--- Material to process Enclosed Below ---
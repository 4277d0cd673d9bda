//! YAML configuration parsing for keymaps
//!
//! Parses keymap.yaml files into Keybinding structs.

use std::path::Path;
use std::str::FromStr;

use serde::Deserialize;

use super::binding::Keybinding;
use super::command::Command;
use super::context::Condition;
use super::types::{KeyEvent, NamedKey};

/// Root structure of a keymap YAML file
#[derive(Debug, Deserialize)]
pub struct KeymapConfig {
    #[serde(default)]
    pub bindings: Vec<BindingConfig>,
}

/// A single binding entry from YAML
#[derive(Debug, Deserialize)]
pub struct BindingConfig {
    pub key: String,
    pub command: String,
    #[serde(default)]
    pub when: Option<Vec<String>>,
}

/// Load keybindings from a YAML file
pub fn load_keymap_file(path: &Path) -> Result<Vec<Keybinding>, KeymapError> {
    let content = std::fs::read_to_string(path).map_err(|e| KeymapError::IoError(e.to_string()))?;

    parse_keymap_yaml(&content)
}

/// Parse keybindings from YAML string
pub fn parse_keymap_yaml(yaml: &str) -> Result<Vec<Keybinding>, KeymapError> {
    let config: KeymapConfig =
        serde_yaml::from_str(yaml).map_err(|e| KeymapError::ParseError(e.to_string()))?;

    let mut bindings = Vec::with_capacity(config.bindings.len());

    for entry in config.bindings {
        let key = parse_key_string(&entry.key)?;
        let command = parse_command(&entry.command)?;
        let conditions = parse_conditions(&entry.when)?;

        let mut binding = Keybinding::new(key, command);
        if let Some(conds) = conditions {
            binding = binding.when(conds);
        }
        bindings.push(binding);
    }

    Ok(bindings)
}

/// Parse a key string like `j`, `J`, `ctrl+s` or `pagedown` into a KeyEvent
///
/// Single characters keep their case so `j` and `J` stay distinct.
pub fn parse_key_string(key_str: &str) -> Result<KeyEvent, KeymapError> {
    let mut chars = key_str.chars();
    if let (Some(c), None) = (chars.next(), chars.next()) {
        return Ok(KeyEvent::Char(c));
    }

    if let Some((modifier, rest)) = key_str.split_once('+') {
        match modifier.to_ascii_lowercase().as_str() {
            "ctrl" | "control" => {
                let mut rest_chars = rest.chars();
                return match (rest_chars.next(), rest_chars.next()) {
                    (Some(c), None) => Ok(KeyEvent::ctrl(c)),
                    _ => Err(KeymapError::InvalidKey(format!(
                        "Control binding needs a single character: {}",
                        key_str
                    ))),
                };
            }
            _ => {
                return Err(KeymapError::InvalidKey(format!(
                    "Unsupported modifier in binding: {}",
                    key_str
                )))
            }
        }
    }

    if key_str.eq_ignore_ascii_case("space") {
        return Ok(KeyEvent::Char(' '));
    }

    NamedKey::from_name(key_str)
        .map(KeyEvent::Named)
        .ok_or_else(|| KeymapError::InvalidKey(format!("Unknown key: {}", key_str)))
}

/// Parse a command name string into a Command enum
fn parse_command(cmd: &str) -> Result<Command, KeymapError> {
    Command::from_str(cmd).map_err(|_| KeymapError::InvalidCommand(cmd.to_string()))
}

/// Parse condition strings into Condition enums
fn parse_conditions(when: &Option<Vec<String>>) -> Result<Option<Vec<Condition>>, KeymapError> {
    let Some(conditions) = when else {
        return Ok(None);
    };

    let mut result = Vec::with_capacity(conditions.len());
    for cond_str in conditions {
        let condition = parse_condition(cond_str)?;
        result.push(condition);
    }
    Ok(Some(result))
}

/// Parse a single condition string
fn parse_condition(cond: &str) -> Result<Condition, KeymapError> {
    match cond.to_lowercase().as_str() {
        "normal_mode" | "normalmode" | "normal" => Ok(Condition::NormalMode),
        "insert_mode" | "insertmode" | "insert" => Ok(Condition::InsertMode),
        _ => Err(KeymapError::InvalidCondition(cond.to_string())),
    }
}

/// Errors that can occur when parsing keymaps
#[derive(Debug, Clone, PartialEq, Eq)]
pub enum KeymapError {
    IoError(String),
    ParseError(String),
    InvalidKey(String),
    InvalidCommand(String),
    InvalidCondition(String),
}

impl std::fmt::Display for KeymapError {
    fn fmt(&self, f: &mut std::fmt::Formatter<'_>) -> std::fmt::Result {
        match self {
            KeymapError::IoError(e) => write!(f, "IO error: {}", e),
            KeymapError::ParseError(e) => write!(f, "Parse error: {}", e),
            KeymapError::InvalidKey(k) => write!(f, "Invalid key: {}", k),
            KeymapError::InvalidCommand(c) => write!(f, "Invalid command: {}", c),
            KeymapError::InvalidCondition(c) => write!(f, "Invalid condition: {}", c),
        }
    }
}

impl std::error::Error for KeymapError {}

// Implement FromStr for Command to parse from YAML
impl FromStr for Command {
    type Err = ();

    fn from_str(s: &str) -> Result<Self, Self::Err> {
        Command::ALL
            .into_iter()
            .find(|command| command.name() == s)
            .ok_or(())
    }
}

#[cfg(test)]
mod tests {
    use super::*;

    #[test]
    fn test_parse_simple_key_keeps_case() {
        assert_eq!(parse_key_string("j").unwrap(), KeyEvent::Char('j'));
        assert_eq!(parse_key_string("J").unwrap(), KeyEvent::Char('J'));
        assert_eq!(parse_key_string("+").unwrap(), KeyEvent::Char('+'));
    }

    #[test]
    fn test_parse_ctrl_key() {
        assert_eq!(parse_key_string("ctrl+s").unwrap(), KeyEvent::Ctrl('s'));
        assert_eq!(parse_key_string("Ctrl+L").unwrap(), KeyEvent::Ctrl('l'));
        assert!(parse_key_string("ctrl+home").is_err());
        assert!(parse_key_string("alt+x").is_err());
    }

    #[test]
    fn test_parse_named_key() {
        assert_eq!(
            parse_key_string("enter").unwrap(),
            KeyEvent::Named(NamedKey::Enter)
        );
        assert_eq!(
            parse_key_string("escape").unwrap(),
            KeyEvent::Named(NamedKey::Escape)
        );
        assert_eq!(
            parse_key_string("pagedown").unwrap(),
            KeyEvent::Named(NamedKey::PageDown)
        );
        assert_eq!(parse_key_string("space").unwrap(), KeyEvent::Char(' '));
        assert!(matches!(
            parse_key_string("hyper"),
            Err(KeymapError::InvalidKey(_))
        ));
    }

    #[test]
    fn test_parse_command() {
        assert_eq!(Command::from_str("SaveFile"), Ok(Command::SaveFile));
        assert_eq!(
            Command::from_str("MoveCursorBigWordLeft"),
            Ok(Command::MoveCursorBigWordLeft)
        );
        assert_eq!(Command::from_str("Undo"), Err(()));
    }

    #[test]
    fn test_parse_yaml() {
        let yaml = r#"
bindings:
  - key: "ctrl+s"
    command: SaveFile
  - key: "j"
    command: MoveCursorLeft
    when: ["normal_mode"]
"#;

        let bindings = parse_keymap_yaml(yaml).unwrap();
        assert_eq!(bindings.len(), 2);
        assert_eq!(bindings[0].command, Command::SaveFile);
        assert_eq!(bindings[1].command, Command::MoveCursorLeft);
        assert_eq!(bindings[1].when, Some(vec![Condition::NormalMode]));
    }

    #[test]
    fn test_parse_yaml_errors() {
        let bad_command = "bindings:\n  - key: j\n    command: Teleport\n";
        assert_eq!(
            parse_keymap_yaml(bad_command),
            Err(KeymapError::InvalidCommand("Teleport".to_string()))
        );

        let bad_condition = "bindings:\n  - key: j\n    command: Quit\n    when: [visual]\n";
        assert_eq!(
            parse_keymap_yaml(bad_condition),
            Err(KeymapError::InvalidCondition("visual".to_string()))
        );

        assert!(matches!(
            parse_keymap_yaml("bindings: [oops"),
            Err(KeymapError::ParseError(_))
        ));
    }
}
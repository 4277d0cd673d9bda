//! Application model - the complete state of the editor
//!
//! This module contains all the state types following the Elm Architecture pattern.

pub mod buffer;
pub mod cursor;
pub mod document;
pub mod mode;
pub mod motion;
pub mod ui;
pub mod viewport;

pub use buffer::{LineEnding, TextBuffer};
pub use cursor::{Cursor, Viewport};
pub use document::Document;
pub use mode::Mode;
pub use motion::{full_page_rows, half_page_rows, Direction, Motion};
pub use ui::UiState;
pub use viewport::{gutter_width, MIN_GUTTER_WIDTH};

use crate::config::EditorConfig;

/// The complete application model
#[derive(Debug, Clone)]
pub struct AppModel {
    /// The single open document
    pub document: Document,
    /// Current editing mode
    pub mode: Mode,
    /// UI state (status line, quit flag)
    pub ui: UiState,
    /// Persisted editor configuration
    pub config: EditorConfig,
}

impl AppModel {
    /// Wrap a document, sizing its viewport from the config
    pub fn new(mut document: Document, config: EditorConfig) -> Self {
        document.resize(config.viewport_width, config.viewport_height);
        let status = if document.file_path.is_some() {
            format!("Loaded: {}", document.display_name())
        } else {
            "New file".to_string()
        };
        Self {
            document,
            mode: Mode::default(),
            ui: UiState::with_status(status),
            config,
        }
    }

    /// Get the document (read-only)
    #[inline]
    pub fn document(&self) -> &Document {
        &self.document
    }

    /// Get the document (mutable)
    #[inline]
    pub fn document_mut(&mut self) -> &mut Document {
        &mut self.document
    }

    /// Update viewport dimensions
    pub fn resize(&mut self, width: usize, height: usize) {
        self.document.resize(width, height);
    }
}
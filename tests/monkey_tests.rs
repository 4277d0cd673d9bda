//! Monkey tests - edge cases, fuzzing, and stress testing
//!
//! These tests intentionally push the editor to its limits with
//! weird inputs, extreme values, and unusual sequences of operations.

mod common;

use common::{assert_invariants, buffer_to_string, test_model, test_model_with_viewport};
use tern::messages::{AppMsg, Direction, DocumentMsg, EditorMsg, Msg};
use tern::update::update;
use tern::view::Frame;

/// Small deterministic generator so failures reproduce
struct Lcg(u64);

impl Lcg {
    fn next(&mut self) -> u64 {
        self.0 = self
            .0
            .wrapping_mul(6364136223846793005)
            .wrapping_add(1442695040888963407);
        self.0 >> 33
    }

    fn pick(&mut self, n: usize) -> usize {
        (self.next() % n as u64) as usize
    }
}

fn random_msg(rng: &mut Lcg) -> Msg {
    const CHARS: [char; 8] = ['a', 'Z', '_', '.', ' ', '\t', 'é', '('];
    let direction = [
        Direction::Up,
        Direction::Down,
        Direction::Left,
        Direction::Right,
    ][rng.pick(4)];

    match rng.pick(14) {
        0 => Msg::move_cursor(direction),
        1 => Msg::Editor(EditorMsg::MoveCursorWord(direction)),
        2 => Msg::Editor(EditorMsg::MoveCursorBigWord(direction)),
        3 => Msg::Editor(EditorMsg::MoveCursorLineStart),
        4 => Msg::Editor(EditorMsg::MoveCursorLineEnd),
        5 => Msg::Editor(EditorMsg::HalfPageDown),
        6 => Msg::Editor(EditorMsg::PageUp),
        7 => Msg::Document(DocumentMsg::InsertNewline),
        8 => Msg::Document(DocumentMsg::DeleteBackward),
        9 => Msg::Document(DocumentMsg::DeleteForward),
        10 => Msg::resize(rng.pick(30), rng.pick(12)),
        _ => Msg::insert_char(CHARS[rng.pick(CHARS.len())]),
    }
}

// ========================================================================
// Viewport Edge Cases
// ========================================================================

#[test]
fn test_resize_to_zero_does_not_crash() {
    let mut model = test_model("hello world\nsecond", 0, 0);
    update(&mut model, Msg::App(AppMsg::Resize(0, 0)));

    update(&mut model, Msg::move_cursor(Direction::Down));
    update(&mut model, Msg::Editor(EditorMsg::MoveCursorLineEnd));
    update(&mut model, Msg::Editor(EditorMsg::PageUp));

    assert_eq!(buffer_to_string(&model), "hello world\nsecond\n");
    assert_invariants(&model);
}

#[test]
fn test_resize_to_maximum_usize() {
    let text = "0123456789\n".repeat(40);
    let mut model = test_model_with_viewport(&text, 0, 0, 8, 5);
    for _ in 0..30 {
        update(&mut model, Msg::move_cursor(Direction::Down));
    }
    update(&mut model, Msg::Editor(EditorMsg::MoveCursorLineEnd));
    let scrolled = (model.document().viewport.top_line, model.document().viewport.left_column);
    assert_eq!(scrolled, (27, 7));

    update(&mut model, Msg::resize(usize::MAX, usize::MAX));
    assert_invariants(&model);
    assert_eq!(model.document().viewport.top_line, 27);

    let frame = Frame::from_model(&model);
    assert_eq!(frame.lines.first().map(|l| l.line), Some(27));
    assert_eq!(frame.lines.last().map(|l| l.line), Some(39));

    update(&mut model, Msg::Editor(EditorMsg::PageDown));
    update(&mut model, Msg::Editor(EditorMsg::HalfPageUp));
    assert_invariants(&model);
}

#[test]
fn test_one_row_viewport_tracks_cursor() {
    let mut model = test_model_with_viewport("a\nb\nc\nd", 0, 0, 10, 1);
    update(&mut model, Msg::Editor(EditorMsg::PageDown));
    assert_eq!(model.document().cursor.line, 1);
    assert_eq!(model.document().viewport.top_line, 1);

    update(&mut model, Msg::Editor(EditorMsg::HalfPageDown));
    assert_eq!(model.document().cursor.line, 2);
    assert_invariants(&model);
}

// ========================================================================
// Boundary Sequences
// ========================================================================

#[test]
fn test_delete_everything_backwards() {
    let text = "ab\ncd\n\nef";
    let mut model = test_model(text, 3, 2);
    for _ in 0..text.len() + 5 {
        update(&mut model, Msg::Document(DocumentMsg::DeleteBackward));
        assert_invariants(&model);
    }
    assert!(model.document().buffer.is_empty());
    assert_eq!(buffer_to_string(&model), "");
}

#[test]
fn test_delete_everything_forwards() {
    let text = "ab\ncd\n\nef";
    let mut model = test_model(text, 0, 0);
    for _ in 0..text.len() + 5 {
        update(&mut model, Msg::Document(DocumentMsg::DeleteForward));
        assert_invariants(&model);
    }
    assert!(model.document().buffer.is_empty());
}

#[test]
fn test_word_motions_on_whitespace_only_buffer() {
    let mut model = test_model("   \n\t\n  ", 1, 1);
    update(&mut model, Msg::Editor(EditorMsg::MoveCursorWord(Direction::Right)));
    assert_eq!(model.document().cursor.line, 2);
    assert_eq!(model.document().cursor.column, 2);

    update(&mut model, Msg::Editor(EditorMsg::MoveCursorWord(Direction::Left)));
    assert_eq!(model.document().cursor.line, 0);
    assert_eq!(model.document().cursor.column, 0);
}

#[test]
fn test_many_lines_widen_gutter() {
    let text = "x\n".repeat(12_000);
    let model = test_model(&text, 11_999, 0);
    assert_eq!(model.document().gutter_width(), 5);
    assert_invariants(&model);
}

// ========================================================================
// Random Sequences
// ========================================================================

#[test]
fn test_random_operations_keep_invariants() {
    for seed in 0..20u64 {
        let mut rng = Lcg(seed);
        let mut model = test_model_with_viewport("fn main() {\n    x.y = 1;\n}\n", 1, 4, 20, 6);
        for _ in 0..500 {
            update(&mut model, random_msg(&mut rng));
            assert_invariants(&model);
        }
    }
}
--- End of Enclosed Material to process ---
» What to produce:
The lines holding the word "write" are the answer. Pull them out of the records and copy them.

» Written solution:
            KeymapError::IoError(e) => write!(f, "IO error: {}", e),
            KeymapError::ParseError(e) => write!(f, "Parse error: {}", e),
            KeymapError::InvalidKey(k) => write!(f, "Invalid key: {}", k),
            KeymapError::InvalidCommand(c) => write!(f, "Invalid command: {}", c),
            KeymapError::InvalidCondition(c) => write!(f, "Invalid condition: {}", c),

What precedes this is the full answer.